## What is needed
Write out exactly the lines below that run from the one containing "repository 4ee81b6bd1a63066" through the one containing "let delay = self.delay;", both included, with no other lines.

[Collection entries]

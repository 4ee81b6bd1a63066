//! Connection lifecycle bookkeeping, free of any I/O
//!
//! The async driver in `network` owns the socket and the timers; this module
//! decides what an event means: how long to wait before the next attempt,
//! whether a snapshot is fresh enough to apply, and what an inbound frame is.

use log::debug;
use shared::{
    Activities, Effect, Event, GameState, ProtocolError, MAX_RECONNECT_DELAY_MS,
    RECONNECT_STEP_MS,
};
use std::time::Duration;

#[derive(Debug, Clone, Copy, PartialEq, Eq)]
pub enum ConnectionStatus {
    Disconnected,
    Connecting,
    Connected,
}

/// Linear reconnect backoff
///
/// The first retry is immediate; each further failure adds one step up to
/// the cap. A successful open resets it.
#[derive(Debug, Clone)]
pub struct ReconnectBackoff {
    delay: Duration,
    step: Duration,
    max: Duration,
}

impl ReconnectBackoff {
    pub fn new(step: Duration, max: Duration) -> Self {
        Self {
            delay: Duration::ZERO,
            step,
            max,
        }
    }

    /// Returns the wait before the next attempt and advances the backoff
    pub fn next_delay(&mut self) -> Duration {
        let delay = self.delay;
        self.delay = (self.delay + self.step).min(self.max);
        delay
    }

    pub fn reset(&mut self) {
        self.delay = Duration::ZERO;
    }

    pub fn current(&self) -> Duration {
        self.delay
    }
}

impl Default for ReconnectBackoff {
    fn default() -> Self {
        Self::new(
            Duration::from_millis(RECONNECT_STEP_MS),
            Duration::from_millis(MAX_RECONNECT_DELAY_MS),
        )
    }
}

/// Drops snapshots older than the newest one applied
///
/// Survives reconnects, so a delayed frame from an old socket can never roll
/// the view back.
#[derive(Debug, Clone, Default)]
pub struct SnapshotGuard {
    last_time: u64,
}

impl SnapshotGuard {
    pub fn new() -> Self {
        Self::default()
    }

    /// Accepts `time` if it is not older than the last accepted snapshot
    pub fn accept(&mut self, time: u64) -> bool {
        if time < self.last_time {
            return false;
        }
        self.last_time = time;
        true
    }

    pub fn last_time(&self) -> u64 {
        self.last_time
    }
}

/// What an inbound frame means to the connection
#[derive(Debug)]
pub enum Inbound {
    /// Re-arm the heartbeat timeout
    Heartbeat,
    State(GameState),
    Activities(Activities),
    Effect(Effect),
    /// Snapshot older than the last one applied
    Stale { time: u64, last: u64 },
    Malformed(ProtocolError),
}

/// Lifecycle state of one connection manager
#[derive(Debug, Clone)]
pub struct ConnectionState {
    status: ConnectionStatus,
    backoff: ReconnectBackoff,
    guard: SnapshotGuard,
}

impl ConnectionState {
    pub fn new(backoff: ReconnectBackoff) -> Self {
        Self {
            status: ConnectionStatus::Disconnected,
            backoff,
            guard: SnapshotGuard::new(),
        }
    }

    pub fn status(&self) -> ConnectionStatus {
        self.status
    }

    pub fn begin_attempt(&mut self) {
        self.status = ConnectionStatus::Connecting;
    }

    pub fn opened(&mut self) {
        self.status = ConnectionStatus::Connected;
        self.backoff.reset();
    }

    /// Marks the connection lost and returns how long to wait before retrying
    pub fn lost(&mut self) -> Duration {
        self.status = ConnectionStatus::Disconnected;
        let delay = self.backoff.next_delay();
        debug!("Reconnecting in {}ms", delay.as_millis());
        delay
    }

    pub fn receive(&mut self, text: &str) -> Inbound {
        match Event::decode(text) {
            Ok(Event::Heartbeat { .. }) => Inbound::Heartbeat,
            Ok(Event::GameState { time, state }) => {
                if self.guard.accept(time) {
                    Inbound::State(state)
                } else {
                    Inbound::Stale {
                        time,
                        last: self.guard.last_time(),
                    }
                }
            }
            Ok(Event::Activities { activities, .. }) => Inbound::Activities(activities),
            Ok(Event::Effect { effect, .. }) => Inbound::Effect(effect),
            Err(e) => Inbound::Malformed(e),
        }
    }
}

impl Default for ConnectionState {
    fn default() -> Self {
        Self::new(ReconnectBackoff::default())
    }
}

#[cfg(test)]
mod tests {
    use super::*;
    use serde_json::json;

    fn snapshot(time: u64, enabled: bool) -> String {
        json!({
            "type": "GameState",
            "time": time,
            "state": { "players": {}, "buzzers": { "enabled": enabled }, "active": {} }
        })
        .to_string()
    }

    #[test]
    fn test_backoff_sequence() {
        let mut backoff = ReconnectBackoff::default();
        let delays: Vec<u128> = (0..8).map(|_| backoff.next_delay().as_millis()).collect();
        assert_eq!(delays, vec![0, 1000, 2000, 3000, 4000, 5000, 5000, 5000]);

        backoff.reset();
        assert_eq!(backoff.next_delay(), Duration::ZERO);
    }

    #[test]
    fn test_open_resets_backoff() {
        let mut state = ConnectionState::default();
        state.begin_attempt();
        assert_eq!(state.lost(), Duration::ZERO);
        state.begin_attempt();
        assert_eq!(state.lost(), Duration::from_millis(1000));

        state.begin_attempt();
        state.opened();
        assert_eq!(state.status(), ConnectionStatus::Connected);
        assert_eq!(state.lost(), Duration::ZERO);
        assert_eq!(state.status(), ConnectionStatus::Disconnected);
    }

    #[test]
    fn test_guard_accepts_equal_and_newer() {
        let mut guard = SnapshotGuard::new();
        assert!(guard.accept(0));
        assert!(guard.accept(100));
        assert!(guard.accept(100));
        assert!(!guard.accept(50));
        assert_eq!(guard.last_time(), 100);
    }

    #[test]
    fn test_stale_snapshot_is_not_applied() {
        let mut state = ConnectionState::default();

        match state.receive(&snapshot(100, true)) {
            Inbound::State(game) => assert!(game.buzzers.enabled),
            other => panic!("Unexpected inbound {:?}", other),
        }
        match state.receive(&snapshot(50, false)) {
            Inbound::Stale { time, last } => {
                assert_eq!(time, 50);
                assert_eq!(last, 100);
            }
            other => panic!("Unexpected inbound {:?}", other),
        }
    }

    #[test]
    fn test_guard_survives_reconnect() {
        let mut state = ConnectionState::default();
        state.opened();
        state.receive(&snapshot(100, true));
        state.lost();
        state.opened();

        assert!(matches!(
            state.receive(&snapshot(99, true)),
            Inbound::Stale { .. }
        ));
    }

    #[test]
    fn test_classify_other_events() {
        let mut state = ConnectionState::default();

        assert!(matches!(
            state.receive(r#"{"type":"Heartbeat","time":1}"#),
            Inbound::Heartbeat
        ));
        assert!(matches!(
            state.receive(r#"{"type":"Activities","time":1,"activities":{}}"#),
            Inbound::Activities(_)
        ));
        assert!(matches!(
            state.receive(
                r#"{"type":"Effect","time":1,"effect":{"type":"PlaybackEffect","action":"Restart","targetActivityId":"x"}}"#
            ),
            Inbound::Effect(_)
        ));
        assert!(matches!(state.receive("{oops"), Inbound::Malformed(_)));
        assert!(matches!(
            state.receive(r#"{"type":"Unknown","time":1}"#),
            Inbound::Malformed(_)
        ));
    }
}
* * *
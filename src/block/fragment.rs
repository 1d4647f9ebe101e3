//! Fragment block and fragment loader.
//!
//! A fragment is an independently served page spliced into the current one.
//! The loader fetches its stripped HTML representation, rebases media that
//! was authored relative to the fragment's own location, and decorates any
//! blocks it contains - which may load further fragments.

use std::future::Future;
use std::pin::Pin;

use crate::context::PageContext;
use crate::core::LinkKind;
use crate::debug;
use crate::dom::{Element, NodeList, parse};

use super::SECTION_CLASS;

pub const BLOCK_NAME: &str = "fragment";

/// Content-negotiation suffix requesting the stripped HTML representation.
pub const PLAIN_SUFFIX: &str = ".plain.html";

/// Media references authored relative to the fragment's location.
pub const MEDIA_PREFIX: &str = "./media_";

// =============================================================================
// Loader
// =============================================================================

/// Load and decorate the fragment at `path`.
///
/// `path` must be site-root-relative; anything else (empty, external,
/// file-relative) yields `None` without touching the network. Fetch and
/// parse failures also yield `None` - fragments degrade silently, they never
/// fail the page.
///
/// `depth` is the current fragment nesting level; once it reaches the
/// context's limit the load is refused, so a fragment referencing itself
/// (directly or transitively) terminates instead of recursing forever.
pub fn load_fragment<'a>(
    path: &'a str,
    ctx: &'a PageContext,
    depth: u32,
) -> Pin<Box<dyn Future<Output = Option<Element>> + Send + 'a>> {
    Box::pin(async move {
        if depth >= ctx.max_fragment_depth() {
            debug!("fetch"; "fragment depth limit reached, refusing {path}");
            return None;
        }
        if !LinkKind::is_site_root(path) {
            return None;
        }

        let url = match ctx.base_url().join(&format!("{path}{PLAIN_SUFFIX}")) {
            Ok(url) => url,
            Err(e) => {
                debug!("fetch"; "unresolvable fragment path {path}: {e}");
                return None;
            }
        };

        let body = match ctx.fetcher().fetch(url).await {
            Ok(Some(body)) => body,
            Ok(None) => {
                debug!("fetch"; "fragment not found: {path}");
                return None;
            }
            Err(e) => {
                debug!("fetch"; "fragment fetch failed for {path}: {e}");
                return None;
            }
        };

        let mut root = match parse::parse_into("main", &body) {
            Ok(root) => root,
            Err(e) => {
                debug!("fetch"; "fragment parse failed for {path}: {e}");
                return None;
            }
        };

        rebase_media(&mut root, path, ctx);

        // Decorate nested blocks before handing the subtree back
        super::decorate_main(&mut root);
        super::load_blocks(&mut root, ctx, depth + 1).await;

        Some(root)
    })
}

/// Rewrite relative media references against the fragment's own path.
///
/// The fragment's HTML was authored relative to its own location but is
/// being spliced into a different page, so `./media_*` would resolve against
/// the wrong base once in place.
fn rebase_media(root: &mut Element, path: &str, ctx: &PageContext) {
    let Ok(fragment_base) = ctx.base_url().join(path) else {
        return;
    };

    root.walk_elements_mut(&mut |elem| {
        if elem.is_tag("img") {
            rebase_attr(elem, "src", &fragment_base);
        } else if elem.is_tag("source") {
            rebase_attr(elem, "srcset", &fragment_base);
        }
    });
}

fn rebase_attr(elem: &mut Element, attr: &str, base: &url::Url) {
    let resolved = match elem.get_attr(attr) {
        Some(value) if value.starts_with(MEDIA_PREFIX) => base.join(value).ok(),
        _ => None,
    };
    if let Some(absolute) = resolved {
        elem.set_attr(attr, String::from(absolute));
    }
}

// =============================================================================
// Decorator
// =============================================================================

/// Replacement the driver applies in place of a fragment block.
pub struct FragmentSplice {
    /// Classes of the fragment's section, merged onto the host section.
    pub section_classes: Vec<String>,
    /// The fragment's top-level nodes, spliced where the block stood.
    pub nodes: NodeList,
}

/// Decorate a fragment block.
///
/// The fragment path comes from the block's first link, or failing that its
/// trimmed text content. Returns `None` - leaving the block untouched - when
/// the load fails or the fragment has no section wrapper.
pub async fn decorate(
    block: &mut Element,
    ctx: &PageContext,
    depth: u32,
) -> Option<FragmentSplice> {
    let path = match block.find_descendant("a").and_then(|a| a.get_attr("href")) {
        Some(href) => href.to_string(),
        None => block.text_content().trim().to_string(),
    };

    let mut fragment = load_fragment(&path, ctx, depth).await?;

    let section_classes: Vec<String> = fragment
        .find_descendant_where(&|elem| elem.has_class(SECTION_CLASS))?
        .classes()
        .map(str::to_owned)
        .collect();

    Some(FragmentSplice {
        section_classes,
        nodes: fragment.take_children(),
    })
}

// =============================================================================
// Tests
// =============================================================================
* * *
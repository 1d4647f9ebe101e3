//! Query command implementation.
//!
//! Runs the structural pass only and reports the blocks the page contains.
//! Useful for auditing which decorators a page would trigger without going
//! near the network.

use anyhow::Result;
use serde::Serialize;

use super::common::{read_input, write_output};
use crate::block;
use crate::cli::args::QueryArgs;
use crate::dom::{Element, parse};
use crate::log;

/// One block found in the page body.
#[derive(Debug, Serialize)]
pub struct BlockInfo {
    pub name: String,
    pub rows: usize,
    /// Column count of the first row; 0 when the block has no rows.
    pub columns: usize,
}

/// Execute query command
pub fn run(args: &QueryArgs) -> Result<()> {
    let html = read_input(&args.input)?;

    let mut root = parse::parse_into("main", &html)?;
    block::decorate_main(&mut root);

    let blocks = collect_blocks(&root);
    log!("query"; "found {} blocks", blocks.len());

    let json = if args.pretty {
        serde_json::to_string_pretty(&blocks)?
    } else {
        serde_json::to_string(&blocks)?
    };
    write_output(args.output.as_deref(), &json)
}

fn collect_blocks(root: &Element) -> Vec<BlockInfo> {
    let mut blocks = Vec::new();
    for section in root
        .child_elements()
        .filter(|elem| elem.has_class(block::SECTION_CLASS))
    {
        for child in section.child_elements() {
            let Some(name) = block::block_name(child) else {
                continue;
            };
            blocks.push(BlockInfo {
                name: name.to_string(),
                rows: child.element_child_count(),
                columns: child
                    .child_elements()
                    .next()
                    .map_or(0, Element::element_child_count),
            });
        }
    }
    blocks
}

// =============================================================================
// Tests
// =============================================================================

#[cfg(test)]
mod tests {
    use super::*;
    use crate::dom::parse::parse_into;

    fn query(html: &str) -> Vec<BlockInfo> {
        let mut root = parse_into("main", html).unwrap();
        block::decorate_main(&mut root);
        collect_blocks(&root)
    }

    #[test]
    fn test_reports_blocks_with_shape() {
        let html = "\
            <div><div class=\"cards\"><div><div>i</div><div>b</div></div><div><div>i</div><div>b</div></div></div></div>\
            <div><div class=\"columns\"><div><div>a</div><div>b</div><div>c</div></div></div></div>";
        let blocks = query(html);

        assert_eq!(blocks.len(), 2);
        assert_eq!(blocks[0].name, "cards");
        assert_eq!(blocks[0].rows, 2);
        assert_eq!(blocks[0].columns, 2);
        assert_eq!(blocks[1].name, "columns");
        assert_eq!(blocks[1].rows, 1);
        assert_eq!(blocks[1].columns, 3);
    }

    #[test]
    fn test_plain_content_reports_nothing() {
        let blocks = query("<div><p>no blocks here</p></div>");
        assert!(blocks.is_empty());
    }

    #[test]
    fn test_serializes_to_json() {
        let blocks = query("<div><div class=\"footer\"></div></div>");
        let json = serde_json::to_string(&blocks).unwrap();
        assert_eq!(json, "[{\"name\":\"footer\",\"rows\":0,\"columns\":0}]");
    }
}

## Result
repository 4ee81b6bd1a63066
//! Connection lifecycle bookkeeping, free of any I/O
//!
//! The async driver in `network` owns the socket and the timers; this module
//! decides what an event means: how long to wait before the next attempt,
//! whether a snapshot is fresh enough to apply, and what an inbound frame is.

use log::debug;
use shared::{
    Activities, Effect, Event, GameState, ProtocolError, MAX_RECONNECT_DELAY_MS,
    RECONNECT_STEP_MS,
};
use std::time::Duration;

#[derive(Debug, Clone, Copy, PartialEq, Eq)]
pub enum ConnectionStatus {
    Disconnected,
    Connecting,
    Connected,
}

/// Linear reconnect backoff
///
/// The first retry is immediate; each further failure adds one step up to
/// the cap. A successful open resets it.
#[derive(Debug, Clone)]
pub struct ReconnectBackoff {
    delay: Duration,
    step: Duration,
    max: Duration,
}

impl ReconnectBackoff {
    pub fn new(step: Duration, max: Duration) -> Self {
        Self {
            delay: Duration::ZERO,
            step,
            max,
        }
    }

    /// Returns the wait before the next attempt and advances the backoff
    pub fn next_delay(&mut self) -> Duration {
        let delay = self.delay;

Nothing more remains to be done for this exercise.